Riceviamo dall’ufficio stampa dei Ragni di Lecco e pubblichiamo quanto segue:

Della Bordella e Pasquetto tentano di aprire una nuova via al Mocho, la Est del Torre è rimandata alla prossima stagione
In 13 ore di scalata rubate al maltempo i due Mattei, in cordata con Brette Harrington, hanno salito sei difficili lunghezze sul Cerro Mocho.
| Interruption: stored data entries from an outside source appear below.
//! # gts-config
//!
//! Layered configuration loading for the thesis registry using figment.
//!
//! Configuration sources (in priority order, highest wins):
//! 1. Environment variables (`GTS_*` prefix, `__` as separator)
//! 2. Project-level `.gts/config.toml`
//! 3. User-level `~/.config/gts/config.toml`
//! 4. Built-in defaults
//!
//! # Environment Variable Mapping
//!
//! Figment maps `GTS_SERVER__BIND` -> `server.bind`, `GTS_DATABASE__PATH` -> `database.path`.
//! The `__` (double underscore) separates nested config sections.
//!
//! # Usage
//!
//! ```no_run
//! use gts_config::GtsConfig;
//!
//! let config = GtsConfig::load_with_dotenv().expect("config");
//! println!("listening on {}", config.server.bind);
//! ```

mod database;
mod error;
mod server;

pub use database::DatabaseConfig;
pub use error::ConfigError;
pub use server::{Environment, ServerConfig};

use figment::{
    Figment,
    providers::{Env, Format, Serialized, Toml},
};
use serde::{Deserialize, Serialize};
use std::path::PathBuf;

#[derive(Debug, Clone, Default, Deserialize, Serialize)]
pub struct GtsConfig {
    #[serde(default)]
    pub server: ServerConfig,
    #[serde(default)]
    pub database: DatabaseConfig,
}

impl GtsConfig {
    /// Load configuration from all sources (TOML files + environment variables).
    ///
    /// Does NOT call `dotenvy`; use [`Self::load_with_dotenv`] for `.env` support.
    ///
    /// # Errors
    ///
    /// Returns [`ConfigError`] if extraction fails or a value is out of range.
    pub fn load() -> Result<Self, ConfigError> {
        Self::from_figment(&Self::figment())
    }

    /// Load configuration after reading `.env` from the current directory.
    ///
    /// # Errors
    ///
    /// Same as [`Self::load`].
    pub fn load_with_dotenv() -> Result<Self, ConfigError> {
        // A missing .env is normal.
        let _ = dotenvy::dotenv();
        Self::load()
    }

    /// Extract and validate a config from an arbitrary figment.
    ///
    /// # Errors
    ///
    /// Returns [`ConfigError`] if extraction fails or a value is out of range.
    pub fn from_figment(figment: &Figment) -> Result<Self, ConfigError> {
        let config: Self = figment.extract()?;
        config.server.validate()?;
        Ok(config)
    }

    /// Build the figment provider chain.
    ///
    /// Public so callers (the CLI, tests) can merge extra providers on top.
    #[must_use]
    pub fn figment() -> Figment {
        let mut figment = Figment::from(Serialized::defaults(Self::default()));

        if let Some(global_path) = Self::global_config_path()
            && global_path.exists()
        {
            figment = figment.merge(Toml::file(global_path));
        }

        let local_path = PathBuf::from(".gts/config.toml");
        if local_path.exists() {
            figment = figment.merge(Toml::file(local_path));
        }

        figment.merge(Env::prefixed("GTS_").split("__"))
    }

    fn global_config_path() -> Option<PathBuf> {
        dirs::config_dir().map(|p| p.join("gts").join("config.toml"))
    }
}
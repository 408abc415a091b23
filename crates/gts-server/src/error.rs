//! HTTP error classification.
//!
//! Every handler returns `Result<_, ApiError>`. The conversion into a
//! response picks the status code and the user-facing message; database
//! detail never reaches the client except through the development-only
//! `stack` field (see [`crate::middleware::attach_stack`]).

use axum::Json;
use axum::extract::rejection::{JsonRejection, QueryRejection};
use axum::http::StatusCode;
use axum::response::{IntoResponse, Response};
use gts_core::enums::EntityKind;
use gts_core::responses::{ApiEnvelope, FieldIssue};
use gts_db::error::DatabaseError;
use gts_schema::SchemaError;
use thiserror::Error;

pub(crate) const INTERNAL_MESSAGE: &str = "Internal Server Error";

const MISSING_REFERENCE_MESSAGE: &str =
    "Cannot create or update this record because the referenced item does not exist.";

#[derive(Debug, Error)]
pub enum ApiError {
    #[error("Validation failed")]
    Validation(Vec<FieldIssue>),

    #[error("{} not found", .0.label())]
    NotFound(EntityKind),

    /// Unparseable request: malformed JSON, bad path id, oversized body.
    #[error("{message}")]
    BadRequest { status: StatusCode, message: String },

    #[error(transparent)]
    Database(#[from] DatabaseError),

    #[error("{0}")]
    Internal(String),
}

impl ApiError {
    pub(crate) fn bad_request(message: impl Into<String>) -> Self {
        Self::BadRequest {
            status: StatusCode::BAD_REQUEST,
            message: message.into(),
        }
    }
}

impl From<SchemaError> for ApiError {
    fn from(err: SchemaError) -> Self {
        match err {
            SchemaError::ValidationFailed { issues } => Self::Validation(issues),
            other => Self::Internal(other.to_string()),
        }
    }
}

impl From<JsonRejection> for ApiError {
    fn from(rejection: JsonRejection) -> Self {
        Self::BadRequest {
            status: rejection.status(),
            message: rejection.body_text(),
        }
    }
}

impl From<QueryRejection> for ApiError {
    fn from(rejection: QueryRejection) -> Self {
        Self::bad_request(rejection.body_text())
    }
}

/// Message for a delete blocked by dependent rows.
#[must_use]
pub fn still_referenced_message(
    entity: EntityKind,
    referenced_by: Option<EntityKind>,
) -> &'static str {
    use EntityKind::{
        Institute, Person, SubjectTopic, SupervisorAssignment, Thesis, ThesisSubjectTopic,
        University,
    };

    match (entity, referenced_by) {
        (University, Some(Institute)) => {
            "Cannot delete this university because it has associated institutes. Please delete or reassign the institutes first."
        }
        (University, _) => {
            "Cannot delete this university because it is referenced by other records. Please remove the references first."
        }
        (Institute, Some(Thesis)) => {
            "Cannot delete this institute because it has associated theses. Please delete or reassign the theses first."
        }
        (Institute, _) => {
            "Cannot delete this institute because it is referenced by other records. Please remove the references first."
        }
        (Person, Some(Thesis | SupervisorAssignment)) => {
            "Cannot delete this person because they are associated with theses (as author or supervisor). Please remove these associations first."
        }
        (Person, _) => {
            "Cannot delete this person because they are referenced by other records. Please remove the references first."
        }
        (SubjectTopic, Some(Thesis | ThesisSubjectTopic)) => {
            "Cannot delete this subject topic because it is associated with theses. Please remove these associations first."
        }
        (SubjectTopic, _) => {
            "Cannot delete this subject topic because it is referenced by other records. Please remove the references first."
        }
        (Thesis, _) => {
            "Cannot delete this thesis because it is referenced by other records. Please remove the references first."
        }
        (_, Some(Institute)) => {
            "Cannot delete this item because it has associated institutes. Please delete or reassign the institutes first."
        }
        (_, Some(Thesis)) => {
            "Cannot delete this item because it has associated theses. Please delete or reassign the theses first."
        }
        (_, Some(Person)) => {
            "Cannot delete this item because it has associated people. Please remove the references first."
        }
        _ => {
            "Cannot delete this item because it is referenced by other records. Please remove the references first."
        }
    }
}

/// Error chain of a 500, stored on the response for the stack middleware.
#[derive(Debug, Clone)]
pub(crate) struct ErrorStack(pub String);

fn envelope(status: StatusCode, body: ApiEnvelope<()>) -> Response {
    (status, Json(body)).into_response()
}

fn internal(detail: String) -> Response {
    tracing::error!(error = %detail, "request failed");
    let mut response = envelope(
        StatusCode::INTERNAL_SERVER_ERROR,
        ApiEnvelope::failure(INTERNAL_MESSAGE),
    );
    response.extensions_mut().insert(ErrorStack(detail));
    response
}

impl IntoResponse for ApiError {
    fn into_response(self) -> Response {
        match self {
            Self::Validation(issues) => envelope(
                StatusCode::BAD_REQUEST,
                ApiEnvelope::failure("Validation failed").with_details(issues),
            ),
            Self::NotFound(entity) => envelope(
                StatusCode::NOT_FOUND,
                ApiEnvelope::failure(format!("{} not found", entity.label())),
            ),
            Self::BadRequest { status, message } => envelope(status, ApiEnvelope::failure(message)),
            Self::Database(DatabaseError::StillReferenced {
                entity,
                referenced_by,
            }) => envelope(
                StatusCode::BAD_REQUEST,
                ApiEnvelope::failure(still_referenced_message(entity, referenced_by)),
            ),
            Self::Database(DatabaseError::MissingReference { .. }) => envelope(
                StatusCode::BAD_REQUEST,
                ApiEnvelope::failure(MISSING_REFERENCE_MESSAGE),
            ),
            Self::Database(DatabaseError::Duplicate { entity }) => envelope(
                StatusCode::CONFLICT,
                ApiEnvelope::failure(format!("{} already exists", entity.label())),
            ),
            Self::Database(err) => internal(format!("{err:?}")),
            Self::Internal(detail) => internal(detail),
        }
    }
}
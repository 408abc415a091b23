//! Subject topic update builder.

use gts_core::inputs::SubjectTopicUpdate;

pub struct SubjectTopicUpdateBuilder(SubjectTopicUpdate);

impl SubjectTopicUpdateBuilder {
    #[must_use]
    pub fn new() -> Self {
        Self(SubjectTopicUpdate::default())
    }

    #[must_use]
    pub fn topic_name(mut self, topic_name: impl Into<String>) -> Self {
        self.0.topic_name = Some(topic_name.into());
        self
    }

    #[must_use]
    pub fn build(self) -> SubjectTopicUpdate {
        self.0
    }
}
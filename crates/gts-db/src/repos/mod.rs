//! Repository modules implementing CRUD operations for all registry entities.
//!
//! Each module adds methods to `RegistryService` via `impl RegistryService` blocks.

pub mod dashboard;
pub mod institute;
pub mod keyword;
pub mod person;
pub(crate) mod references;
pub mod search;
pub mod subject_topic;
pub mod thesis;
pub mod university;
use serde::{Deserialize, Serialize};

#[derive(Debug, Clone, Serialize, Deserialize, PartialEq, Eq)]
pub struct SubjectTopic {
    pub topic_id: i64,
    pub topic_name: String,
}
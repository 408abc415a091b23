//! Institute update builder.

use gts_core::inputs::InstituteUpdate;

pub struct InstituteUpdateBuilder(InstituteUpdate);

impl InstituteUpdateBuilder {
    #[must_use]
    pub fn new() -> Self {
        Self(InstituteUpdate::default())
    }

    #[must_use]
    pub fn name(mut self, name: impl Into<String>) -> Self {
        self.0.name = Some(name.into());
        self
    }

    /// Move the institute to another university.
    #[must_use]
    pub fn university_id(mut self, university_id: i64) -> Self {
        self.0.university_id = Some(university_id);
        self
    }

    #[must_use]
    pub fn build(self) -> InstituteUpdate {
        self.0
    }
}
//! Request tracing, CORS, and the development error stack.

use std::time::Instant;

use axum::Json;
use axum::body::Body;
use axum::extract::State;
use axum::http::header::{
    ACCESS_CONTROL_ALLOW_CREDENTIALS, ACCESS_CONTROL_ALLOW_HEADERS, ACCESS_CONTROL_ALLOW_METHODS,
    ACCESS_CONTROL_ALLOW_ORIGIN, ACCESS_CONTROL_REQUEST_HEADERS, ORIGIN, VARY,
};
use axum::http::{HeaderValue, Method, Request, StatusCode};
use axum::middleware::Next;
use axum::response::{IntoResponse, Response};
use gts_core::responses::ApiEnvelope;
use tracing::Instrument;

use crate::AppState;
use crate::error::{ErrorStack, INTERNAL_MESSAGE};

const ALLOWED_METHODS: &str = "GET,HEAD,PUT,PATCH,POST,DELETE";

pub(crate) async fn request_tracing(request: Request<Body>, next: Next) -> Response {
    let method = request.method().to_string();
    let route = request.uri().path().to_string();
    let span = tracing::info_span!("http.request", method = %method, route = %route);

    let started = Instant::now();
    let response = next.run(request).instrument(span.clone()).await;
    let latency_ms = u64::try_from(started.elapsed().as_millis()).unwrap_or(u64::MAX);
    span.in_scope(|| {
        tracing::info!(
            status = response.status().as_u16(),
            latency_ms,
            "request completed"
        );
    });
    response
}

/// Answer preflights and stamp CORS headers for configured origins.
///
/// Requests from other origins are served without CORS headers, which
/// browsers treat as a refusal.
pub(crate) async fn cors(
    State(state): State<AppState>,
    request: Request<Body>,
    next: Next,
) -> Response {
    let origin = request
        .headers()
        .get(ORIGIN)
        .and_then(|value| value.to_str().ok())
        .filter(|origin| {
            state
                .config
                .cors_allowed_origins
                .iter()
                .any(|allowed| allowed == origin)
        })
        .and_then(|origin| HeaderValue::from_str(origin).ok());
    let requested_headers = request.headers().get(ACCESS_CONTROL_REQUEST_HEADERS).cloned();
    let preflight = request.method() == Method::OPTIONS;

    let mut response = if preflight {
        StatusCode::NO_CONTENT.into_response()
    } else {
        next.run(request).await
    };

    let headers = response.headers_mut();
    headers.append(VARY, HeaderValue::from_static("origin"));
    if let Some(origin) = origin {
        headers.insert(ACCESS_CONTROL_ALLOW_ORIGIN, origin);
        headers.insert(
            ACCESS_CONTROL_ALLOW_CREDENTIALS,
            HeaderValue::from_static("true"),
        );
        if preflight {
            headers.insert(
                ACCESS_CONTROL_ALLOW_METHODS,
                HeaderValue::from_static(ALLOWED_METHODS),
            );
            headers.insert(
                ACCESS_CONTROL_ALLOW_HEADERS,
                requested_headers.unwrap_or_else(|| HeaderValue::from_static("content-type")),
            );
        }
    }
    response
}

/// In development, expose the error chain of a 500 as `stack`.
pub(crate) async fn attach_stack(
    State(state): State<AppState>,
    request: Request<Body>,
    next: Next,
) -> Response {
    let response = next.run(request).await;
    if !state.config.environment.is_development() {
        return response;
    }
    match response.extensions().get::<ErrorStack>() {
        Some(ErrorStack(stack)) => (
            response.status(),
            Json(ApiEnvelope::<()>::failure(INTERNAL_MESSAGE).with_stack(Some(stack.clone()))),
        )
            .into_response(),
        None => response,
    }
}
Le previsioni non lasciano speranza per il progetto di scalata in stile alpino della Est del Cerro Torre e, nelle prossime settimane, i due si dedicheranno alla realizzazione delle riprese del film su Casimiro Ferrari, che prevedono la ripetizione della via aperta dai Ragni nel 1974 sulla parete Ovest del Torre. Dopo la finestra di alta pressione di inizio febbraio, che aveva regalato tre giornate di tempo stabile, il meteo di queste ultime settimane ha rispettato la proverbiale inclemenza patagonica.
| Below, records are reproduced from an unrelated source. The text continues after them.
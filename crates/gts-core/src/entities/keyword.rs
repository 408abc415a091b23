use serde::{Deserialize, Serialize};

/// A keyword, interned by exact text the first time a thesis uses it.
#[derive(Debug, Clone, Serialize, Deserialize, PartialEq, Eq)]
pub struct Keyword {
    pub keyword_id: i64,
    pub word: String,
}
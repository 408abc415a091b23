//! Local libSQL database configuration.

use serde::{Deserialize, Serialize};

fn default_path() -> String {
    "gts.db".to_string()
}

#[derive(Debug, Clone, Deserialize, Serialize)]
pub struct DatabaseConfig {
    /// Database file path. `:memory:` opens a throwaway in-memory store.
    #[serde(default = "default_path")]
    pub path: String,
}

impl Default for DatabaseConfig {
    fn default() -> Self {
        Self {
            path: default_path(),
        }
    }
}

impl DatabaseConfig {
    #[must_use]
    pub fn is_in_memory(&self) -> bool {
        self.path == ":memory:"
    }
}
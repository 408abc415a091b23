//! University update builder.

use gts_core::inputs::UniversityUpdate;

pub struct UniversityUpdateBuilder(UniversityUpdate);

impl UniversityUpdateBuilder {
    #[must_use]
    pub fn new() -> Self {
        Self(UniversityUpdate::default())
    }

    #[must_use]
    pub fn name(mut self, name: impl Into<String>) -> Self {
        self.0.name = Some(name.into());
        self
    }

    #[must_use]
    pub fn country(mut self, country: impl Into<String>) -> Self {
        self.0.country = Some(country.into());
        self
    }

    #[must_use]
    pub fn city(mut self, city: impl Into<String>) -> Self {
        self.0.city = Some(city.into());
        self
    }

    #[must_use]
    pub fn build(self) -> UniversityUpdate {
        self.0
    }
}
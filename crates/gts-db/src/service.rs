//! Service layer hosting every repository method.
//!
//! `RegistryService` wraps `GtsDb`. All repo methods are implemented as
//! `impl RegistryService` blocks in [`crate::repos`].

use crate::GtsDb;
use crate::error::DatabaseError;

/// Entry point for all registry reads and writes.
///
/// Single-statement operations acquire the connection, run, and release.
/// Thesis aggregate writes follow this protocol instead:
/// 1. Acquire the connection and begin a transaction
/// 2. Execute every statement of the aggregate on the transaction
/// 3. Commit, or roll back and return the first error unchanged
pub struct RegistryService {
    db: GtsDb,
}

impl RegistryService {
    /// Create a new service over a local database.
    ///
    /// # Arguments
    ///
    /// * `db_path`: path to the libSQL database file, or `":memory:"` for tests.
    ///
    /// # Errors
    ///
    /// Returns `DatabaseError` if the database cannot be opened.
    pub async fn new_local(db_path: &str) -> Result<Self, DatabaseError> {
        let db = GtsDb::open_local(db_path).await?;
        Ok(Self { db })
    }

    /// Create from an existing `GtsDb`.
    #[must_use]
    pub const fn from_db(db: GtsDb) -> Self {
        Self { db }
    }

    /// Access the underlying database handle.
    #[must_use]
    pub const fn db(&self) -> &GtsDb {
        &self.db
    }
}

/// Commit `tx` if `result` is `Ok`, otherwise roll back and hand back the
/// original error.
///
/// A failed rollback is only logged; the caller still gets the original error.
pub(crate) async fn finish<T>(
    tx: libsql::Transaction,
    result: Result<T, DatabaseError>,
) -> Result<T, DatabaseError> {
    match result {
        Ok(value) => {
            tx.commit().await?;
            Ok(value)
        }
        Err(e) => {
            if let Err(rollback) = tx.rollback().await {
                tracing::warn!(error = %rollback, "rollback failed");
            }
            Err(e)
        }
    }
}
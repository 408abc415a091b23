use axum::extract::rejection::JsonRejection;
use axum::extract::{Path, State};
use axum::http::StatusCode;
use axum::routing::get;
use axum::{Json, Router};
use gts_core::entities::University;
use gts_core::enums::EntityKind;
use gts_core::inputs::{NewUniversity, UniversityUpdate};
use gts_core::responses::ApiEnvelope;
use serde_json::Value;

use super::path_id;
use crate::AppState;
use crate::error::ApiError;

pub(crate) fn routes() -> Router<AppState> {
    Router::new()
        .route("/", get(list).post(create))
        .route("/:id", get(show).put(update).delete(remove))
}

async fn list(
    State(state): State<AppState>,
) -> Result<Json<ApiEnvelope<Vec<University>>>, ApiError> {
    Ok(Json(ApiEnvelope::ok(state.service.list_universities().await?)))
}

async fn show(
    State(state): State<AppState>,
    Path(id): Path<String>,
) -> Result<Json<ApiEnvelope<University>>, ApiError> {
    let university = state
        .service
        .get_university(path_id(&id)?)
        .await?
        .ok_or(ApiError::NotFound(EntityKind::University))?;
    Ok(Json(ApiEnvelope::ok(university)))
}

async fn create(
    State(state): State<AppState>,
    body: Result<Json<Value>, JsonRejection>,
) -> Result<(StatusCode, Json<ApiEnvelope<University>>), ApiError> {
    let Json(body) = body?;
    let input: NewUniversity = state.schemas.parse(body)?;
    let university = state.service.create_university(&input).await?;
    tracing::info!(university_id = university.university_id, "university created");
    Ok((StatusCode::CREATED, Json(ApiEnvelope::ok(university))))
}

async fn update(
    State(state): State<AppState>,
    Path(id): Path<String>,
    body: Result<Json<Value>, JsonRejection>,
) -> Result<Json<ApiEnvelope<University>>, ApiError> {
    let id = path_id(&id)?;
    let Json(body) = body?;
    let update: UniversityUpdate = state.schemas.parse(body)?;
    let university = state
        .service
        .update_university(id, &update)
        .await?
        .ok_or(ApiError::NotFound(EntityKind::University))?;
    Ok(Json(ApiEnvelope::ok(university)))
}

async fn remove(
    State(state): State<AppState>,
    Path(id): Path<String>,
) -> Result<Json<ApiEnvelope<()>>, ApiError> {
    if !state.service.delete_university(path_id(&id)?).await? {
        return Err(ApiError::NotFound(EntityKind::University));
    }
    Ok(Json(ApiEnvelope::done("University deleted successfully")))
}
Niente da fare, dunque, per il presidente dei Maglioni Rossi Matteo Della Bordella e per il giovane Matteo Pasquetto, che hanno dovuto desistere dal completamento del loro ambizioso progetto di salire la parete Est del Cerro Torre in stile alpino, lungo la via che percorre il grande diedro camino di destra, affrontato nel 1979/80 dagli inglesi Burke e Proctor con un assedio durato mesi e con l’abbondante utilizzo di corde fisse. I due Mattei perciò hanno deciso di sfruttare il breve intervallo di bel tempo che si è aperto all’inizio della scorsa settimana tentando l’apertura di una via più breve, e logisticamente meno
impegnativa, sul Cerro Mocho.


“Dopo essere rientrati dal tentativo di inizio febbraio al Cerro Torre, in cui eravamo arrivati a 80 metri dalla fine del diedro degli inglesi – spiega Della Bordella – Matteo ed io eravamo scalpitanti al pensiero di tornare presto in parete per provare a chiudere i conti con questa grandiosa via. Avevamo ancora una decina di giorni a disposizione e speravamo in un’altra finestra di bel tempo lunga e magari con condizioni migliori rispetto alla precedente, invece quello che ci è arrivato dal bollettino meteo è stata una finestra di un giorno solo, prevista per lunedì 11 febbraio. Abbiamo così dovuto a malincuore abbandonare l’idea di tornare sul Torre perché con un giorno solo di tempo a disposizione ci sarebbe stato impossibile progredire oltre il punto massimo raggiungo la volta prima. Così abbiamo pensato di provare ad aprire una linea nuova di arrampicata libera sulla difficile parete del Mocho. Insieme a noi si è legata la fortissima arrampicatrice Canadese Brette Harrington, una ragazza dal grandissimo talento, già protagonista di salite incredibili come la free solo di “Chiaro di luna” all’Aguja Saint-Exupery e la via “El corazon” sul Capitan in libera.
Abbiamo scelto una linea che ci sembrava offrisse alte difficoltà, senza le complicazioni ed i pericoli oggettivi del Cerro Torre, e abbiamo salito 6 tiri nuovi, sempre verticali o strapiombanti e su fessure svasate, prima di renderci conto che purtroppo avevamo ancora davanti un centinaio di metri molto impegnativi e non saremmo riusciti a finire la nostra via in tempo prima della notte. Così dopo 13 ore di scalata fino al 7b e con un tiro in artificiale magistralmente condotto da Brette, abbiamo deciso di scendere e fare ritorno alla nostra tenda. I tiri fatti comunque sono stati tutti assolutamente fantastici come scalata e come impegno globale e psicologico per la roccia delicata e la difficile proteggibilità”.